But she wasn’t exactly telling me the truth. Or at least not the whole truth, because she went on, “The problem with that solution is that it will take months to retrofit, and we’ll have to scrub vast portions of it to make it habitable, because previously they’ve been used to store powerpods. I’d prefer not to do that, and Doc says in this portion of Circum there should be some…well…they were habitats. Kind of like campers in space, used by workmen while building the
Je Reviens
. They’ll have bathrooms and water- and air-recycling systems. What they don’t have is a real propulsion or steering system and certainly not one that uses antigrav the way ours does, since at the time antigrav was a very new technology on Earth. He says they used it on the
Je Reviens
, but they weren’t sure enough of it to apply it in finer scale.”
“And installing those would be much quicker than installing everything else.”
“Exactly,” Zen said. “Particularly since we had so much practice in the
Hopper
, assembling and reassembling the steering system.”
“I could do it in my sleep,” I said with feeling. And I meant it, which was good, because I practically would need to.
Have you ever read the diary of some soldier in some great war, say the war between the land states and the seacities? I don’t mean the diaries that have been handed over to some narrator who pretties them up and makes them relevant, making sure to introduce the right number of references to famous people, places and events. I’m talking about the day-to-day accounts of foot soldiers involved in wars.
I had, because there were a fair number in my father’s now lost library, and eventually I read practically everything.
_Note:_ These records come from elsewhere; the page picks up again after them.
//! Query arguments and the uniform driver response envelope

use serde::{Deserialize, Serialize};
use serde_json::{Map, Value as JsonValue};

use crate::entity::EntityId;

/// A raw storage record as returned by a driver
pub type Row = Map<String, JsonValue>;

/// Field-equality query passed to `find` / `find_one`.
///
/// Serializes as `{"query": {...}}`.
#[derive(Debug, Clone, Default, PartialEq, Serialize, Deserialize)]
pub struct Query {
    pub query: Map<String, JsonValue>,
}

impl Query {
    pub fn new() -> Self {
        Self::default()
    }

    /// `{query: {id: <id>}}`
    pub fn by_id(id: &EntityId) -> Self {
        Self::eq("id", id.to_json())
    }

    /// `{query: {<field>: <value>}}`
    pub fn eq(field: impl Into<String>, value: impl Into<JsonValue>) -> Self {
        Self::new().and(field, value)
    }

    /// Add another equality condition
    pub fn and(mut self, field: impl Into<String>, value: impl Into<JsonValue>) -> Self {
        self.query.insert(field.into(), value.into());
        self
    }

    /// Check whether a row satisfies every condition
    pub fn matches(&self, row: &Row) -> bool {
        self.query
            .iter()
            .all(|(field, expected)| row.get(field).map_or(expected.is_null(), |v| v == expected))
    }
}

#[derive(Debug, Clone, PartialEq)]
enum Payload {
    Empty,
    Single(Row),
    List(Vec<Row>),
}

/// Uniform wrapper around a driver response: one record, a list, or nothing.
///
/// Never mutated after construction.
#[derive(Debug, Clone, PartialEq)]
pub struct QueryResult {
    payload: Payload,
    meta: Map<String, JsonValue>,
}

impl Default for QueryResult {
    fn default() -> Self {
        Self::empty()
    }
}

impl QueryResult {
    pub fn empty() -> Self {
        Self {
            payload: Payload::Empty,
            meta: Map::new(),
        }
    }

    pub fn single(row: Row) -> Self {
        Self {
            payload: Payload::Single(row),
            meta: Map::new(),
        }
    }

    pub fn list(rows: Vec<Row>) -> Self {
        Self {
            payload: Payload::List(rows),
            meta: Map::new(),
        }
    }

    /// Build from a JSON response: an object is a single record, an array of
    /// objects a list, anything else is empty
    pub fn from_json(value: JsonValue) -> Self {
        match value {
            JsonValue::Object(row) => Self::single(row),
            JsonValue::Array(items) => Self::list(
                items
                    .into_iter()
                    .filter_map(|item| match item {
                        JsonValue::Object(row) => Some(row),
                        _ => None,
                    })
                    .collect(),
            ),
            _ => Self::empty(),
        }
    }

    /// Attach driver metadata such as a total count
    pub fn with_meta(mut self, meta: Map<String, JsonValue>) -> Self {
        self.meta = meta;
        self
    }

    pub fn meta(&self) -> &Map<String, JsonValue> {
        &self.meta
    }

    pub fn is_empty(&self) -> bool {
        match &self.payload {
            Payload::Empty => true,
            Payload::Single(_) => false,
            Payload::List(rows) => rows.is_empty(),
        }
    }

    pub fn len(&self) -> usize {
        match &self.payload {
            Payload::Empty => 0,
            Payload::Single(_) => 1,
            Payload::List(rows) => rows.len(),
        }
    }

    /// The single record, or the first of a list
    pub fn first(&self) -> Option<&Row> {
        match &self.payload {
            Payload::Empty => None,
            Payload::Single(row) => Some(row),
            Payload::List(rows) => rows.first(),
        }
    }

    /// All records in driver order
    pub fn rows(&self) -> Vec<&Row> {
        match &self.payload {
            Payload::Empty => Vec::new(),
            Payload::Single(row) => vec![row],
            Payload::List(rows) => rows.iter().collect(),
        }
    }

    pub fn into_first(self) -> Option<Row> {
        match self.payload {
            Payload::Empty => None,
            Payload::Single(row) => Some(row),
            Payload::List(rows) => rows.into_iter().next(),
        }
    }

    pub fn into_rows(self) -> Vec<Row> {
        match self.payload {
            Payload::Empty => Vec::new(),
            Payload::Single(row) => vec![row],
            Payload::List(rows) => rows,
        }
    }
}

#[cfg(test)]
mod tests {
    use super::*;
    use serde_json::json;

    fn row(value: JsonValue) -> Row {
        match value {
            JsonValue::Object(map) => map,
            _ => Row::new(),
        }
    }

    #[test]
    fn test_query_serializes_with_query_envelope() {
        let query = Query::eq("user", "A");
        assert_eq!(serde_json::to_value(&query).unwrap(), json!({"query": {"user": "A"}}));

        let by_id = Query::by_id(&EntityId::from("X"));
        assert_eq!(serde_json::to_value(&by_id).unwrap(), json!({"query": {"id": "X"}}));
    }

    #[test]
    fn test_query_matching() {
        let query = Query::eq("user", "A").and("group", "X");
        assert!(query.matches(&row(json!({"id": "1", "user": "A", "group": "X"}))));
        assert!(!query.matches(&row(json!({"id": "2", "user": "A", "group": "Y"}))));
        assert!(!query.matches(&row(json!({"id": "3", "group": "X"}))));
    }

    #[test]
    fn test_result_shapes() {
        let empty = QueryResult::empty();
        assert!(empty.is_empty());
        assert!(empty.first().is_none());

        let single = QueryResult::single(row(json!({"id": "A"})));
        assert_eq!(single.len(), 1);
        assert_eq!(single.first().and_then(|r| r.get("id")), Some(&json!("A")));

        let list = QueryResult::from_json(json!([{"id": "1st"}, {"id": "2nd"}, 3]));
        assert_eq!(list.len(), 2);
        let ids: Vec<_> = list.into_rows().into_iter().map(|r| r["id"].clone()).collect();
        assert_eq!(ids, vec![json!("1st"), json!("2nd")]);
    }

    #[test]
    fn test_meta_is_carried() {
        let mut meta = Map::new();
        meta.insert("totalCount".to_string(), json!(42));
        let result = QueryResult::list(Vec::new()).with_meta(meta);
        assert_eq!(result.meta().get("totalCount"), Some(&json!(42)));
        assert!(result.is_empty());
    }
}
And I’d found that the general tenor of these diaries was just an endless description of long marches and hardships, of sore feet, of insufficient bathing facilities, incompetent officers and commanders, of daily humiliations and discomforts. Even the action these people had seen often managed to come across as an incidental footnote to the real job of enduring a long slog in uncomfortable conditions. You’d get a description of a great battle, but it turned out the foot soldier had only seen a corner of it and was particularly concerned with the fact that his ship had broken down, that the toilet in the troop transport had been clogged, or that—if you went to older wars—his horse had been shot from under him.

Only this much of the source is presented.